Neville's Inner Vision
Behold the scene as Neville would—not a chronicle to argue about, but a map of your inner kingdom. The LORD on his throne is your I AM, the steadfast awareness that witnesses every thought; the host of heaven are the shifting states of mind that seem to stand by you. When the question arises, Who shall persuade Ahab? you hear the voices of your beliefs lining up to push you toward a preferred act. The spirit that says, I will persuade him, is the impulse of a thought desiring to become action.
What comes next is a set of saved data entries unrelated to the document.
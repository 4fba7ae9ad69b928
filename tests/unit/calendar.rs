//! Unit tests for Shamsi date handling

use energy_symbol_crawler::calendar::{CalendarDate, DateRange};
use energy_symbol_crawler::config::CrawlConfig;

fn date(s: &str) -> CalendarDate {
    CalendarDate::parse(s).unwrap()
}

#[test]
fn test_nowruz_maps_to_march_equinox() {
    let nowruz = date("1400/01/01");
    assert_eq!(nowruz.to_gregorian().to_string(), "2021-03-21");
    assert_eq!(nowruz.to_string(), "1400/01/01");
}

#[test]
fn test_leap_year_end_is_visited() {
    let days: Vec<String> = DateRange::new(date("1399/12/29"), date("1400/01/01"))
        .into_iter()
        .map(|d| d.to_string())
        .collect();
    assert_eq!(days, ["1399/12/29", "1399/12/30", "1400/01/01"]);
}

#[test]
fn test_day_thirty_of_esfand_only_in_leap_years() {
    assert!(CalendarDate::parse("1399/12/30").is_ok());
    assert!(CalendarDate::parse("1400/12/30").is_err());
}

#[test]
fn test_default_window_covers_two_years() {
    let config = CrawlConfig::default();
    assert_eq!(config.start_date, date("1399/01/20"));
    assert_eq!(config.end_date, date("1401/01/20"));
    assert_eq!(config.date_range().len(), 732);
}

#[test]
fn test_single_day_range() {
    let day = date("1400/06/31");
    let range = DateRange::new(day, day);
    assert_eq!(range.len(), 1);
    assert_eq!(range.into_iter().collect::<Vec<_>>(), vec![day]);
}

#[test]
fn test_range_is_restartable() {
    let config = CrawlConfig::default().with_dates("1400/01/01", "1400/01/05").unwrap();
    let first: Vec<_> = config.date_range().into_iter().collect();
    let second: Vec<_> = config.date_range().into_iter().collect();
    assert_eq!(first.len(), 5);
    assert_eq!(first, second);
}
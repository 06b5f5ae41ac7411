//! Error types for taxonomy loading
//!
//! Covers the three ways a load can fail:
//! - the source could not be read (IO or fetch failure)
//! - the payload is not JSON
//! - the JSON does not have the stage → substage record shape

use std::fmt::{self, Display, Formatter};
use std::path::PathBuf;

/// Errors raised while fetching or validating a taxonomy document
#[derive(Debug, thiserror::Error)]
pub enum TaxonomyError {
    /// IO error reading a file source
    #[error("io error reading {path}: {source}")]
    Io {
        /// Path that failed
        path: PathBuf,
        /// Underlying IO error
        #[source]
        source: std::io::Error,
    },

    /// Source could not produce a payload
    #[error("fetch failed for {source_name}: {message}")]
    Fetch {
        /// Human-readable source description
        source_name: String,
        /// Failure message
        message: String,
    },

    /// Payload is not valid JSON
    #[error("invalid JSON: {0}")]
    Syntax(#[from] serde_json::Error),

    /// JSON is valid but not a taxonomy
    #[error("malformed taxonomy at {location}: {reason}")]
    Malformed {
        /// Where in the document the problem is
        location: RecordLocation,
        /// What is wrong
        reason: MalformedReason,
    },
}

impl TaxonomyError {
    /// Create IO error for path
    pub fn io_error(path: impl Into<PathBuf>, source: std::io::Error) -> Self {
        Self::Io {
            path: path.into(),
            source,
        }
    }

    /// Create fetch error
    pub fn fetch(source_name: impl Into<String>, message: impl Into<String>) -> Self {
        Self::Fetch {
            source_name: source_name.into(),
            message: message.into(),
        }
    }

    /// Create malformed-input error
    #[must_use]
    pub fn malformed(location: RecordLocation, reason: MalformedReason) -> Self {
        Self::Malformed { location, reason }
    }

    /// True for shape errors (as opposed to transport or syntax errors)
    #[inline]
    #[must_use]
    pub fn is_malformed(&self) -> bool {
        matches!(self, Self::Malformed { .. })
    }
}

/// Why a record was rejected
#[derive(Debug, Clone, PartialEq, Eq, thiserror::Error)]
pub enum MalformedReason {
    /// Required field absent
    #[error("missing field '{0}'")]
    MissingField(&'static str),

    /// Value has the wrong JSON type
    #[error("expected {expected}, found {found}")]
    WrongType {
        /// Expected JSON type
        expected: &'static str,
        /// JSON type actually present
        found: &'static str,
    },
}

/// Position of a problem inside the document
#[derive(Debug, Clone, Default, PartialEq, Eq)]
pub struct RecordLocation {
    /// Stage key, if the problem is below the document root
    pub stage: Option<String>,
    /// Substage record index within the stage
    pub record: Option<usize>,
    /// Field within the record
    pub field: Option<&'static str>,
    /// Entry index within the `tools` array
    pub tool: Option<usize>,
}

impl RecordLocation {
    /// Document root
    #[must_use]
    pub fn root() -> Self {
        Self::default()
    }

    /// Stage value
    #[must_use]
    pub fn stage(stage: &str) -> Self {
        Self {
            stage: Some(stage.to_string()),
            ..Self::default()
        }
    }

    /// Substage record within a stage
    #[must_use]
    pub fn record(stage: &str, record: usize) -> Self {
        Self {
            record: Some(record),
            ..Self::stage(stage)
        }
    }

    /// Narrow to a field
    #[must_use]
    pub fn with_field(mut self, field: &'static str) -> Self {
        self.field = Some(field);
        self
    }

    /// Narrow to a tool entry
    #[must_use]
    pub fn with_tool(mut self, tool: usize) -> Self {
        self.tool = Some(tool);
        self
    }
}

impl Display for RecordLocation {
    fn fmt(&self, f: &mut Formatter<'_>) -> fmt::Result {
        let Some(stage) = &self.stage else {
            return f.write_str("document root");
        };
        write!(f, "stage '{stage}'")?;
        if let Some(record) = self.record {
            write!(f, " record {record}")?;
        }
        if let Some(field) = self.field {
            write!(f, " field '{field}'")?;
        }
        if let Some(tool) = self.tool {
            write!(f, "[{tool}]")?;
        }
        Ok(())
    }
}

/// Result alias for taxonomy operations
pub type TaxonomyResult<T> = Result<T, TaxonomyError>;

#[cfg(test)]
mod tests {
    use super::*;

    #[test]
    fn location_display() {
        assert_eq!(RecordLocation::root().to_string(), "document root");
        assert_eq!(RecordLocation::stage("PLAN").to_string(), "stage 'PLAN'");
        let loc = RecordLocation::record("PLAN", 2).with_field("tools").with_tool(1);
        assert_eq!(loc.to_string(), "stage 'PLAN' record 2 field 'tools'[1]");
    }

    #[test]
    fn malformed_error_display() {
        let err = TaxonomyError::malformed(
            RecordLocation::record("COLLECT", 0).with_field("tools"),
            MalformedReason::MissingField("tools"),
        );
        assert_eq!(
            err.to_string(),
            "malformed taxonomy at stage 'COLLECT' record 0 field 'tools': missing field 'tools'"
        );
        assert!(err.is_malformed());
    }

    #[test]
    fn fetch_error_is_not_malformed() {
        let err = TaxonomyError::fetch("memory", "connection refused");
        assert!(!err.is_malformed());
        assert!(err.to_string().contains("connection refused"));
    }
}
//! Lifecycle Layout
//!
//! Assigns coordinates to the visible nodes of a [`lifecycle_tree::DiagramTree`].
//!
//! - **Radial**: angle by leaf slot over `[0, 2π)`, radius by depth.
//! - **Linear**: x by depth, y by leaf slot.
//!
//! Only visible nodes are placed, and edges are emitted only between a visible
//! node and its visible parent.

pub mod engine;
pub mod error;
pub mod geometry;
pub mod mode;
mod tidy;

pub use engine::{compute, Layout, LayoutEdge, Placement};
pub use error::LayoutError;
pub use geometry::{Bounds, Point, Polar};
pub use mode::{LayoutMode, LayoutParams};
//! Diagnostic channel for failures the user should see.

use parking_lot::Mutex;
use std::sync::Arc;

/// One reported problem
#[derive(Debug, Clone, PartialEq, Eq)]
pub struct Diagnostic {
    /// Where it came from (a data source description)
    pub source: String,
    /// Human-readable message
    pub message: String,
}

impl Diagnostic {
    /// Create a diagnostic
    pub fn new(source: impl Into<String>, message: impl Into<String>) -> Self {
        Self {
            source: source.into(),
            message: message.into(),
        }
    }
}

impl std::fmt::Display for Diagnostic {
    fn fmt(&self, f: &mut std::fmt::Formatter<'_>) -> std::fmt::Result {
        write!(f, "{}: {}", self.source, self.message)
    }
}

/// Receives diagnostics
pub trait DiagnosticSink: Send + Sync {
    /// Report one diagnostic
    fn emit(&self, diagnostic: Diagnostic);
}

/// Default sink: logs at error level
#[derive(Debug, Clone, Copy, Default)]
pub struct TracingSink;

impl DiagnosticSink for TracingSink {
    fn emit(&self, diagnostic: Diagnostic) {
        tracing::error!(source = %diagnostic.source, "{}", diagnostic.message);
    }
}

/// Collects diagnostics in memory
#[derive(Debug, Clone, Default)]
pub struct RecordingSink {
    recorded: Arc<Mutex<Vec<Diagnostic>>>,
}

impl RecordingSink {
    /// Create an empty sink
    pub fn new() -> Self {
        Self::default()
    }

    /// Everything emitted so far
    pub fn diagnostics(&self) -> Vec<Diagnostic> {
        self.recorded.lock().clone()
    }

    /// Number emitted so far
    pub fn len(&self) -> usize {
        self.recorded.lock().len()
    }

    /// Nothing emitted yet
    pub fn is_empty(&self) -> bool {
        self.recorded.lock().is_empty()
    }
}

impl DiagnosticSink for RecordingSink {
    fn emit(&self, diagnostic: Diagnostic) {
        self.recorded.lock().push(diagnostic);
    }
}
//! Detail panel for the selected node.

use lifecycle_tree::{DiagramTree, NodeId, NodeKind, TreeResult};
use serde::Serialize;
use std::fmt;

/// Everything known about one node
#[derive(Debug, Clone, PartialEq, Eq, Serialize)]
pub struct DetailsTable {
    /// Node label
    pub name: String,
    /// Hierarchy level
    pub kind: NodeKind,
    /// Substage description
    pub description: Option<String>,
    /// Child names, when the node is a stage
    pub substages: Vec<String>,
    /// Tool names, when the node is a substage
    pub tools: Vec<String>,
}

impl DetailsTable {
    /// Collect details for `id`
    pub fn for_node(tree: &DiagramTree, id: NodeId) -> TreeResult<Self> {
        let node = tree.node(id)?;
        let child_names = || -> TreeResult<Vec<String>> {
            node.children()
                .iter()
                .map(|&c| tree.node(c).map(|n| n.name().to_string()))
                .collect()
        };

        let substages = if node.kind() == NodeKind::Stage {
            child_names()?
        } else {
            Vec::new()
        };

        Ok(Self {
            name: node.name().to_string(),
            kind: node.kind(),
            description: node.data().description.clone(),
            substages,
            tools: node.data().tools.clone(),
        })
    }

    /// Label/value rows for display
    pub fn rows(&self) -> Vec<(&'static str, String)> {
        let mut rows = vec![("Name", self.name.clone()), ("Level", self.kind.as_str().to_string())];
        if let Some(desc) = &self.description {
            rows.push(("Description", desc.clone()));
        }
        if !self.substages.is_empty() {
            rows.push(("Substages", self.substages.join(", ")));
        }
        if !self.tools.is_empty() {
            rows.push(("Tools", self.tools.join(", ")));
        }
        rows
    }
}

impl fmt::Display for DetailsTable {
    fn fmt(&self, f: &mut fmt::Formatter<'_>) -> fmt::Result {
        let rows = self.rows();
        let width = rows.iter().map(|(label, _)| label.len()).max().unwrap_or(0);
        for (label, value) in rows {
            writeln!(f, "{label:<width$}  {value}")?;
        }
        Ok(())
    }
}

#[cfg(test)]
mod tests {
    use super::*;
    use lifecycle_test_utils::plan_collect_document;
    use pretty_assertions::assert_eq;

    #[test]
    fn substage_details() {
        let tree = lifecycle_tree::build(&plan_collect_document());
        let acq = tree.find_by_name("Acquisition").unwrap();
        let table = DetailsTable::for_node(&tree, acq).unwrap();

        assert_eq!(table.kind, NodeKind::Substage);
        assert_eq!(table.description.as_deref(), Some("Gather data"));
        assert_eq!(table.tools, vec!["REDCap".to_string(), "ODK".to_string()]);
        assert_eq!(
            table.to_string(),
            "Name         Acquisition\nLevel        substage\nDescription  Gather data\nTools        REDCap, ODK\n"
        );
    }

    #[test]
    fn stage_lists_substages() {
        let tree = lifecycle_tree::build(&plan_collect_document());
        let plan = tree.find_by_name("PLAN").unwrap();
        let table = DetailsTable::for_node(&tree, plan).unwrap();

        assert_eq!(table.substages, vec!["Data Management Planning".to_string(), "Ethics".to_string()]);
        assert!(table.tools.is_empty());
    }
}
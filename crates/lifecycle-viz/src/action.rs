//! User actions and the control identifiers of the host page.

use crate::error::{VizError, VizResult};
use lifecycle_tree::{DiagramTree, NodeId};
use std::fmt;
use std::str::FromStr;

/// Something the user did
#[derive(Debug, Clone, Copy, PartialEq)]
pub enum Action {
    /// Click on a node
    Click(NodeId),
    /// Click on empty canvas
    ClickBackground,
    /// Back to the initial expansion depth
    Reset,
    /// Show root, stages and substages
    ExpandSubstages,
    /// Show everything
    ExpandAll,
    /// Zoom in one step about the canvas centre
    ZoomIn,
    /// Zoom out one step about the canvas centre
    ZoomOut,
    /// Drag the canvas
    Pan {
        /// Horizontal offset
        dx: f64,
        /// Vertical offset
        dy: f64,
    },
    /// Switch between radial and linear
    ToggleLayout,
}

/// Button identifiers exposed by the host page
#[derive(Debug, Clone, Copy, PartialEq, Eq, Hash)]
pub enum ControlId {
    /// `reset`
    Reset,
    /// `show-substages` (alias `expand-substages`)
    ShowSubstages,
    /// `show-all` (alias `expand-all`)
    ShowAll,
    /// `zoom-in`
    ZoomIn,
    /// `zoom-out`
    ZoomOut,
    /// `toggle-layout`
    ToggleLayout,
}

impl ControlId {
    /// Every control, in page order
    pub const ALL: [ControlId; 6] = [
        ControlId::Reset,
        ControlId::ShowSubstages,
        ControlId::ShowAll,
        ControlId::ZoomIn,
        ControlId::ZoomOut,
        ControlId::ToggleLayout,
    ];

    /// Identifier as written in the page
    pub fn as_str(self) -> &'static str {
        match self {
            ControlId::Reset => "reset",
            ControlId::ShowSubstages => "show-substages",
            ControlId::ShowAll => "show-all",
            ControlId::ZoomIn => "zoom-in",
            ControlId::ZoomOut => "zoom-out",
            ControlId::ToggleLayout => "toggle-layout",
        }
    }

    /// Action the control triggers
    pub fn action(self) -> Action {
        match self {
            ControlId::Reset => Action::Reset,
            ControlId::ShowSubstages => Action::ExpandSubstages,
            ControlId::ShowAll => Action::ExpandAll,
            ControlId::ZoomIn => Action::ZoomIn,
            ControlId::ZoomOut => Action::ZoomOut,
            ControlId::ToggleLayout => Action::ToggleLayout,
        }
    }
}

impl fmt::Display for ControlId {
    fn fmt(&self, f: &mut fmt::Formatter<'_>) -> fmt::Result {
        f.write_str(self.as_str())
    }
}

impl FromStr for ControlId {
    type Err = VizError;

    fn from_str(s: &str) -> Result<Self, Self::Err> {
        match s {
            "expand-substages" => return Ok(ControlId::ShowSubstages),
            "expand-all" => return Ok(ControlId::ShowAll),
            _ => {}
        }
        Self::ALL
            .into_iter()
            .find(|c| c.as_str() == s)
            .ok_or_else(|| VizError::UnknownControl(s.to_string()))
    }
}

/// Textual action, before node names are resolved against a tree.
///
/// Accepted forms:
/// - a control identifier (`reset`, `zoom-in`, ...)
/// - `click:<node name>`
/// - `background`
/// - `pan:<dx>:<dy>`
#[derive(Debug, Clone, PartialEq)]
pub enum ActionSpec {
    /// Host page control
    Control(ControlId),
    /// Click on the node with this name
    Click(String),
    /// Click on empty canvas
    Background,
    /// Pan by an offset
    Pan {
        /// Horizontal offset
        dx: f64,
        /// Vertical offset
        dy: f64,
    },
}

impl ActionSpec {
    /// Resolve node names against `tree`.
    ///
    /// Clicks only reach nodes currently on screen.
    pub fn resolve(&self, tree: &DiagramTree) -> VizResult<Action> {
        Ok(match self {
            ActionSpec::Control(control) => control.action(),
            ActionSpec::Click(name) => {
                let visible = tree
                    .visible_nodes()
                    .into_iter()
                    .find(|&id| tree.get(id).is_some_and(|n| n.name() == name));
                match visible {
                    Some(id) => Action::Click(id),
                    None if tree.find_by_name(name).is_some() => {
                        return Err(VizError::NodeHidden(name.clone()))
                    }
                    None => return Err(VizError::UnknownNode(name.clone())),
                }
            }
            ActionSpec::Background => Action::ClickBackground,
            ActionSpec::Pan { dx, dy } => Action::Pan { dx: *dx, dy: *dy },
        })
    }

    /// Parse a comma-separated list
    pub fn parse_list(input: &str) -> VizResult<Vec<ActionSpec>> {
        input
            .split(',')
            .map(str::trim)
            .filter(|s| !s.is_empty())
            .map(str::parse)
            .collect()
    }
}

impl FromStr for ActionSpec {
    type Err = VizError;

    fn from_str(s: &str) -> Result<Self, Self::Err> {
        if let Some(name) = s.strip_prefix("click:") {
            if name.is_empty() {
                return Err(VizError::invalid_action(s, "missing node name"));
            }
            return Ok(ActionSpec::Click(name.to_string()));
        }
        if let Some(rest) = s.strip_prefix("pan:") {
            let (dx, dy) = rest
                .split_once(':')
                .ok_or_else(|| VizError::invalid_action(s, "expected pan:<dx>:<dy>"))?;
            let parse = |v: &str| {
                v.trim()
                    .parse::<f64>()
                    .ok()
                    .filter(|f| f.is_finite())
                    .ok_or_else(|| VizError::invalid_action(s, format!("'{v}' is not a number")))
            };
            return Ok(ActionSpec::Pan {
                dx: parse(dx)?,
                dy: parse(dy)?,
            });
        }
        if s == "background" {
            return Ok(ActionSpec::Background);
        }
        s.parse().map(ActionSpec::Control)
    }
}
The LORD’s question, Wherewith? invites you to observe how imagination operates: the 'lying spirit' is the story you have repeated to yourself until it sounds like truth. God does not condemn the impulse; he furnishes the instrument—the prophets are your habitual phrases, your self-talk, your plans spoken aloud. And so the LORD issues a wake-up: to change the weather in your life, you must revise the weather of your mind. The freedom you seek is the decision to substitute a truthful, loving impulse for fear-based conjecture, and to feel that new state as already real.
Practice This Now
Imaginative act: Sit quietly, feel the I AM on the throne of your mind, and revise a troubling inner voice into a truthful, loving impulse. Then feel-it-real by carrying the state of your desired outcome as already present.